--- START ---

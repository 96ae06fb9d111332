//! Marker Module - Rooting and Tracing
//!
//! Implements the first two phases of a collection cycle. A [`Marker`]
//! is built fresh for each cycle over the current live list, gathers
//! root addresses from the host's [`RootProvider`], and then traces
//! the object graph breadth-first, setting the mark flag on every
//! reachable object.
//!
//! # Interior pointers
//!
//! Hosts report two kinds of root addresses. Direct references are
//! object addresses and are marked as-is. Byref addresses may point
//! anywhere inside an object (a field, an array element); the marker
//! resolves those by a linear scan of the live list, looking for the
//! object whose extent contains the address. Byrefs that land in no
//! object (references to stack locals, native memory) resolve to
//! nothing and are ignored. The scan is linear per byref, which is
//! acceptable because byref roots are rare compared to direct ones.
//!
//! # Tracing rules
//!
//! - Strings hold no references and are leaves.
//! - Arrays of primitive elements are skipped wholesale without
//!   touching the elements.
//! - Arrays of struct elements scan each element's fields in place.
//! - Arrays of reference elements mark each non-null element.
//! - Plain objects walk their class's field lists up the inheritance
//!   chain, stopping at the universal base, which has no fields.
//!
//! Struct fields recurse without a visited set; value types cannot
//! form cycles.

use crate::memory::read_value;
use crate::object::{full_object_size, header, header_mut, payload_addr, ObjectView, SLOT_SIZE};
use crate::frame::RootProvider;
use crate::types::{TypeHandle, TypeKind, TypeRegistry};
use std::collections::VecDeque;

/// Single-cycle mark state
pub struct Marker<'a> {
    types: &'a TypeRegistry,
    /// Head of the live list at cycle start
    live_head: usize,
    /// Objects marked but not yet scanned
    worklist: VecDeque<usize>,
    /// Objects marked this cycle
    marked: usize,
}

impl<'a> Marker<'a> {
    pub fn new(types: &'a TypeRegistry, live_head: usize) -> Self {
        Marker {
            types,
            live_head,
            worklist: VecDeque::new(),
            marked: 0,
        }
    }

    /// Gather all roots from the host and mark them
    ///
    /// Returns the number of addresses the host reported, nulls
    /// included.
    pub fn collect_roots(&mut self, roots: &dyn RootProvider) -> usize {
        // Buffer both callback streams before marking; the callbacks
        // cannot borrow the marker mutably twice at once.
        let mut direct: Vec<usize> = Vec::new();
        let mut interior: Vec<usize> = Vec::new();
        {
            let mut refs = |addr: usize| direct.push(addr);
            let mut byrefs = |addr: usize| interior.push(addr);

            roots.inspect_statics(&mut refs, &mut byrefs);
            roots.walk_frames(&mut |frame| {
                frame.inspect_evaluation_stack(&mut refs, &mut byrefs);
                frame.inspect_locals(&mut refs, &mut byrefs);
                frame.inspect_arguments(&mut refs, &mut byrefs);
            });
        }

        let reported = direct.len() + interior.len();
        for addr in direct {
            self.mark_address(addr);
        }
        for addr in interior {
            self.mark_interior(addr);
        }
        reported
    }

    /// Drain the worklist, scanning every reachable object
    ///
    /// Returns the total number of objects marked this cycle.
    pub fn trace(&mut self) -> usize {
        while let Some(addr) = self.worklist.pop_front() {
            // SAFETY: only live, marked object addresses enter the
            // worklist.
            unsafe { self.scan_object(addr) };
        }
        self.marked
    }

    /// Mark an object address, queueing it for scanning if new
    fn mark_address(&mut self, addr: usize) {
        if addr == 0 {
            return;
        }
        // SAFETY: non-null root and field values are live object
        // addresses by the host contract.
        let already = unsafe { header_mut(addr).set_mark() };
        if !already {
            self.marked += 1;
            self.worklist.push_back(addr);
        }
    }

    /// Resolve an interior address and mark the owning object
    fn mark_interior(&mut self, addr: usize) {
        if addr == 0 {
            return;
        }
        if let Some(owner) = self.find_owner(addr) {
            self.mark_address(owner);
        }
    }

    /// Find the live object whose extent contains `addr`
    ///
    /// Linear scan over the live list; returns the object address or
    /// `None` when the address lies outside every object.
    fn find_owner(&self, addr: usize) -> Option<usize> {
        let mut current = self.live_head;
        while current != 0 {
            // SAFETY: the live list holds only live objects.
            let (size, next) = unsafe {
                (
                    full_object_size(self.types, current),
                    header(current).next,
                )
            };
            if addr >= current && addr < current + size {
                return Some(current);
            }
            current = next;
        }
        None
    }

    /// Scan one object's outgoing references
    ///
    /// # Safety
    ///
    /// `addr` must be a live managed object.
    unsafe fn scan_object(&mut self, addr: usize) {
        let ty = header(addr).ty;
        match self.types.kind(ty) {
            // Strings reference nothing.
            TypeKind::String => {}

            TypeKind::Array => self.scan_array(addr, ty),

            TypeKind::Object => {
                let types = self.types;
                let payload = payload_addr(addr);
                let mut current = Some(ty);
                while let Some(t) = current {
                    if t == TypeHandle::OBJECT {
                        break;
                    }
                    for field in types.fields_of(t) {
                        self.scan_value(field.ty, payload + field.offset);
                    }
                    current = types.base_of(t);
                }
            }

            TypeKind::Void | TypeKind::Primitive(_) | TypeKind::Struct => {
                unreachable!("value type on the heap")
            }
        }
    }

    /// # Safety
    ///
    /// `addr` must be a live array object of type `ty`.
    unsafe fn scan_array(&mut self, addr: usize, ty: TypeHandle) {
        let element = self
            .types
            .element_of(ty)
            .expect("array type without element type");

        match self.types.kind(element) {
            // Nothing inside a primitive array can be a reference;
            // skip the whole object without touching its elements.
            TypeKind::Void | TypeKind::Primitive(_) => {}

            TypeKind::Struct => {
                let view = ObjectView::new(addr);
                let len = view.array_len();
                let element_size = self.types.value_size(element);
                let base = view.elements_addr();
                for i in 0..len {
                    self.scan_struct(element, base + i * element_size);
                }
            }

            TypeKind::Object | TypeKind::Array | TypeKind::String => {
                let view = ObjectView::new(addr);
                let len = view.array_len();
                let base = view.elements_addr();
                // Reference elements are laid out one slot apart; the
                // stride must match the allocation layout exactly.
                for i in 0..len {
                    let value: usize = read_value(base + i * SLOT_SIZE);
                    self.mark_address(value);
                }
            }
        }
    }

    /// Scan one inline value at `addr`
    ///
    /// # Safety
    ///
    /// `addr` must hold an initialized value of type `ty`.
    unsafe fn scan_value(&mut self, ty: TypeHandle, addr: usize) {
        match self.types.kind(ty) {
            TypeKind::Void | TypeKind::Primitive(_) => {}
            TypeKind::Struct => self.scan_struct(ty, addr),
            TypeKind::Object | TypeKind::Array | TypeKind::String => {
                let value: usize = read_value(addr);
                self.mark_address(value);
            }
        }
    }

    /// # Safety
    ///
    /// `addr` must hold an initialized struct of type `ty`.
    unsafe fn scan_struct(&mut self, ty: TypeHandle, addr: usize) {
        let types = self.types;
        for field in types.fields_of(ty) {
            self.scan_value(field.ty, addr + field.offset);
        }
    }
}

--- END ---

# [Problem requirements]
Search the records for the string "Some" and report each line that has it.

# [Your response]
        while let Some(addr) = self.worklist.pop_front() {
        if let Some(owner) = self.find_owner(addr) {
                return Some(current);
                let mut current = Some(ty);
                while let Some(t) = current {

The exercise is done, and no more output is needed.